3. Manufacturing of the components
Within this work package the designed collectors would be manufactured. Moreover, the MULTISOLAR collectors would be integrated in the building of Ad Fontes together with the peripheral system. The manufacturing of the collectors started facing a delay of two months. This caused a delay for the integration of the collectors on the roof and in the façade of the building.
4. Installation and integration of the components in an existing building.
5. Development of field tests
The aim of this work package was to carry out the field tests necessary to assess and evaluate the performance of the MULTISOLAR system. The case studies were done with a delay of 12 months, because the panels were sent with this delay. The field tests were not started at all.
The project coordination was performed by Mr Ami Elazari from Millennium supported by Umwelt. The coordinator did not transfer the advance payment to the partners, which caused several delays and problems in the project activities. Therefore, the European Commission requested a trouble shooting meeting.

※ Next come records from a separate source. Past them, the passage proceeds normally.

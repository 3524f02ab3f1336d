//! Workflow errors

use thiserror::Error;
use uuid::Uuid;

use crate::persistence::PersistenceError;

use super::types::WorkflowStatus;

/// Result type for workflow operations.
pub type WorkflowResult<T> = Result<T, WorkflowError>;

/// Workflow errors.
#[derive(Debug, Clone, Error)]
pub enum WorkflowError {
    #[error("Access denied: {0}")]
    AccessDenied(String),

    #[error("Document not found: {0}")]
    DocumentNotFound(Uuid),

    #[error("Workflow not found: {0}")]
    WorkflowNotFound(Uuid),

    #[error("Workflow step not found: {0}")]
    StepNotFound(Uuid),

    #[error("A workflow requires at least one step")]
    EmptySteps,

    /// Rejected by the exhaustive transition table.
    #[error("Invalid transition for workflow {workflow_id}: {from:?} -> {to:?}")]
    InvalidTransition {
        workflow_id: Uuid,
        from: WorkflowStatus,
        to: WorkflowStatus,
    },

    #[error("Workflow {workflow_id} is not active (status: {status:?})")]
    WorkflowNotActive {
        workflow_id: Uuid,
        status: WorkflowStatus,
    },

    /// Out-of-order completion: only the current step may be decided.
    #[error(
        "Step {step_number} of workflow {workflow_id} is not the current step ({current_step_number})"
    )]
    StepOutOfOrder {
        workflow_id: Uuid,
        step_number: u32,
        current_step_number: u32,
    },

    #[error("Step {0} has already been decided")]
    StepAlreadyDecided(Uuid),

    /// At most one blocking workflow may exist per document.
    #[error("Document {document_id} already has blocking workflow {existing_workflow_id}")]
    DocumentHasBlockingWorkflow {
        document_id: Uuid,
        existing_workflow_id: Uuid,
    },

    #[error(transparent)]
    Persistence(#[from] PersistenceError),
}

By a letter dated 23 October 2006, the Commission suspended the project on its own initiative in accordance with Article II.5. Due to the fact that no remedy acceptable to the Commission for the outstanding financial obligations of Millennium was proposed, the Commission notified on a letter dated 9 November 2007 the change of coordination to TTZ Bremerhaven (Umweltinstitut-Umwelt) and the decision to terminate the contract. The termination became effective on the 7 January 2008. Umwelt was in charge of requesting the information to the partners for the preparation of the final reports.